-- Source material follows --

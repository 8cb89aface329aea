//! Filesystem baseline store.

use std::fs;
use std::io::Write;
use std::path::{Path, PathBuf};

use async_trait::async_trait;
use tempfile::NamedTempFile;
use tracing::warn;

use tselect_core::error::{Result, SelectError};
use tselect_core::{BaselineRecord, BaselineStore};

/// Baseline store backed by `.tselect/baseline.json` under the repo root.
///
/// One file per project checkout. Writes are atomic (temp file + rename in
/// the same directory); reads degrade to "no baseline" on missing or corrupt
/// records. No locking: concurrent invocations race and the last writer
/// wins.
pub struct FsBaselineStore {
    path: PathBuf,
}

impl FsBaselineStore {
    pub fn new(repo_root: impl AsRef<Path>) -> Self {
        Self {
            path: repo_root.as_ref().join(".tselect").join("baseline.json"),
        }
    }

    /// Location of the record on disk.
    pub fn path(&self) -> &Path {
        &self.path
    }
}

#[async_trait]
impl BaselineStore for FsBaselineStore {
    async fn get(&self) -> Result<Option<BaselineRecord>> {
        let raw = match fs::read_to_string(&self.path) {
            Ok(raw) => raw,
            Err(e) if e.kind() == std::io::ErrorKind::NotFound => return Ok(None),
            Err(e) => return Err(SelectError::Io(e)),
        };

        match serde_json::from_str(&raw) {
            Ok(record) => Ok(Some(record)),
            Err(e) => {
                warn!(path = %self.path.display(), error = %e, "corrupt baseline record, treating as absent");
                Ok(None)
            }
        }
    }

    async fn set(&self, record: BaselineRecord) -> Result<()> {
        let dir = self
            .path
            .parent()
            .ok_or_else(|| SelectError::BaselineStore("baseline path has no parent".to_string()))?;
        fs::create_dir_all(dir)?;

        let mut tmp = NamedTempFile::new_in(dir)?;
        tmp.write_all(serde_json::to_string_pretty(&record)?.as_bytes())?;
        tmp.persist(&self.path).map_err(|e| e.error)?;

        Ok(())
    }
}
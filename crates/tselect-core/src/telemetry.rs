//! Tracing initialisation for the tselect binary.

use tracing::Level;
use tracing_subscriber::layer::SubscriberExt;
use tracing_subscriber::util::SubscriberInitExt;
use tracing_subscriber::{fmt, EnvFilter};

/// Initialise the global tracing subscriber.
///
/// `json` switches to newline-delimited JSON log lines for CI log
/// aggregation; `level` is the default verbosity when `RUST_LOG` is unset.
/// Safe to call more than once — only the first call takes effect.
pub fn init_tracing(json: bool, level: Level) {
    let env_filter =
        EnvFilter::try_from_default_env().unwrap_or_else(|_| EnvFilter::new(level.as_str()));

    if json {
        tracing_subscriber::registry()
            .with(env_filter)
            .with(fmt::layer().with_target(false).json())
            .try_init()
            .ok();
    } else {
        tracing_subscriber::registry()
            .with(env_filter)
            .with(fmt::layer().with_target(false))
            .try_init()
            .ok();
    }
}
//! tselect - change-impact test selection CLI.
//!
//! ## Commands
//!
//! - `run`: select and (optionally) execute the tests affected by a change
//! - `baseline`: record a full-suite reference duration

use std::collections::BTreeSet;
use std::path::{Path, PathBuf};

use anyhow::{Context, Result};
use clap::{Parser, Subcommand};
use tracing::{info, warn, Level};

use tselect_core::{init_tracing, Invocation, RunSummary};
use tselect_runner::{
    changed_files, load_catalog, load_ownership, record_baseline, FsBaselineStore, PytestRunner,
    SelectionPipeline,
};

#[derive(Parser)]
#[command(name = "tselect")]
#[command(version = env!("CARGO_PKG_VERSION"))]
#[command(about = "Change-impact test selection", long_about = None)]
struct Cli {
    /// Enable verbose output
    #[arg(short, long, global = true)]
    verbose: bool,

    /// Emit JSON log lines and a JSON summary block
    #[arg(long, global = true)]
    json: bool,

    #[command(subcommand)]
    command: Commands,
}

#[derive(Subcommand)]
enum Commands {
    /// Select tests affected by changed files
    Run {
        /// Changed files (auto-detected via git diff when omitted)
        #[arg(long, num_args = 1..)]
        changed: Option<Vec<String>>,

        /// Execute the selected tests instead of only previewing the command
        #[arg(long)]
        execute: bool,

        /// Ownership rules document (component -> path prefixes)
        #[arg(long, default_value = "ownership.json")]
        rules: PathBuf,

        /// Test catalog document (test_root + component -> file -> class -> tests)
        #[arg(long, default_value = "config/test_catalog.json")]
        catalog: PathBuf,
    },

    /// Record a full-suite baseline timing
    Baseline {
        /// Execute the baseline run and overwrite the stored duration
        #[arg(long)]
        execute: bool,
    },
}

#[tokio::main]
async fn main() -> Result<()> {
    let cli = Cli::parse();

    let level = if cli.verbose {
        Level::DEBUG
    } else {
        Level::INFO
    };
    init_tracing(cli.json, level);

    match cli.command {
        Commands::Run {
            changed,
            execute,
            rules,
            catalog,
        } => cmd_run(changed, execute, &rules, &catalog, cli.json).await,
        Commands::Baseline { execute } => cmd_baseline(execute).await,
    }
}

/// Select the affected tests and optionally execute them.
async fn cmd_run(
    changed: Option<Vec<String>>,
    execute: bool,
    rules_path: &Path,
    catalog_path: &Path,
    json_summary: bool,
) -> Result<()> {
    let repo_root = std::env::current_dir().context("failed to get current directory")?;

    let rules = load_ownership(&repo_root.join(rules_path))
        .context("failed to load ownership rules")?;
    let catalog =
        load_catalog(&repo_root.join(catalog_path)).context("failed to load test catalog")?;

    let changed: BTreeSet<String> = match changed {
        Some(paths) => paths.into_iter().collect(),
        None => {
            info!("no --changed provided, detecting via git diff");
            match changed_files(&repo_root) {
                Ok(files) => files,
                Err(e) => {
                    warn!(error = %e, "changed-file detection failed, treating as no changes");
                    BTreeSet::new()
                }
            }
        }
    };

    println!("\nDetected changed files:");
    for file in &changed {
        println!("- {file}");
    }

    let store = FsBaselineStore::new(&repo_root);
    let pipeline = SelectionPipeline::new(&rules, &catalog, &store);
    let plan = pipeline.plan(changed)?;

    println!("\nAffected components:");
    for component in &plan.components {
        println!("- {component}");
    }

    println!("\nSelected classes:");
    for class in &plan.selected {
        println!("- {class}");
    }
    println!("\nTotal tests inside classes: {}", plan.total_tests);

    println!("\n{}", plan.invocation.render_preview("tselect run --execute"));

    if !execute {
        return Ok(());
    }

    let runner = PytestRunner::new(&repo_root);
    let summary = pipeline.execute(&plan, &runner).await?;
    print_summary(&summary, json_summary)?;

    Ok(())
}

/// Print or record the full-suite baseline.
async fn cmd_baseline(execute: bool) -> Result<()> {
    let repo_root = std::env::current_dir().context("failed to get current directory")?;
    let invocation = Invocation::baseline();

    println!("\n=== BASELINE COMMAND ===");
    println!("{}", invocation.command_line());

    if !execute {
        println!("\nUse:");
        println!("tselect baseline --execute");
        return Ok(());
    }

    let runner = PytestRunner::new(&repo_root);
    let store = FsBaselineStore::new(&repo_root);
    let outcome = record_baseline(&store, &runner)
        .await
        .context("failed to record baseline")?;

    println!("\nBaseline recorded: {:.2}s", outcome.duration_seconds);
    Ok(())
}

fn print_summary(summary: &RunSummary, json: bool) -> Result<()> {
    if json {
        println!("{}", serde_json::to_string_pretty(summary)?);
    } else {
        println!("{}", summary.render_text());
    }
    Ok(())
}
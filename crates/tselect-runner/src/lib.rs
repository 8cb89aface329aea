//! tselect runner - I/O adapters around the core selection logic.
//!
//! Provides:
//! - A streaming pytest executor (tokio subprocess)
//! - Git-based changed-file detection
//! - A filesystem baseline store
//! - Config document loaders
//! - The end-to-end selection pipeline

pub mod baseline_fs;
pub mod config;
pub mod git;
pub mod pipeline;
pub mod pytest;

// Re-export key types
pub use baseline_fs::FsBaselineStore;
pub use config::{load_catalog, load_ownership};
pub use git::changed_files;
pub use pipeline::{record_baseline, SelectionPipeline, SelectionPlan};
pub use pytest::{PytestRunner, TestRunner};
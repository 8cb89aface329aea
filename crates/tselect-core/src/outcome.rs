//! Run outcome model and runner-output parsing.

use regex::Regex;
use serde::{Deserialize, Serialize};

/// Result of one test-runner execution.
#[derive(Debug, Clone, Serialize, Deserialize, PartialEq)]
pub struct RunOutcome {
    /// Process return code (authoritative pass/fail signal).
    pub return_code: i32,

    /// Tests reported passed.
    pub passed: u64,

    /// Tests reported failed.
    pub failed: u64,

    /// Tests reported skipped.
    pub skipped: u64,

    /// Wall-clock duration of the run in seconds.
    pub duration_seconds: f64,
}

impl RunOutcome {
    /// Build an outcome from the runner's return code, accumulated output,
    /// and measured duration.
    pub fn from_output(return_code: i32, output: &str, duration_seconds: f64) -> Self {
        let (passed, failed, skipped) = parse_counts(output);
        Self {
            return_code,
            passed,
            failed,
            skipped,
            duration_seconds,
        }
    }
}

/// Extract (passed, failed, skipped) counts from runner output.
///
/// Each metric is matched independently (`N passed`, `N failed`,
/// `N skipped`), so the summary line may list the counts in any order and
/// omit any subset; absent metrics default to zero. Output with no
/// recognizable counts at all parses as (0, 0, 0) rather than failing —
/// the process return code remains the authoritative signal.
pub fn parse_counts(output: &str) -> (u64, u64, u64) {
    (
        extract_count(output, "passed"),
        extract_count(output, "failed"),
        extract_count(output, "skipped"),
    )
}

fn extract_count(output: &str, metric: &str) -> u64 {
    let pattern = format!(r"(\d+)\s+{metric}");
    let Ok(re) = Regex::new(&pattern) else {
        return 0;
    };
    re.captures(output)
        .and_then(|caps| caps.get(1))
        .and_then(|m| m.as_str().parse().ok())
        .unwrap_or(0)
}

-- Source material concluded --

> **What is expected**: In the records above, locate every line with the string "impact" and copy it.

> **Task result**:
//! tselect - change-impact test selection CLI.
#[command(about = "Change-impact test selection", long_about = None)]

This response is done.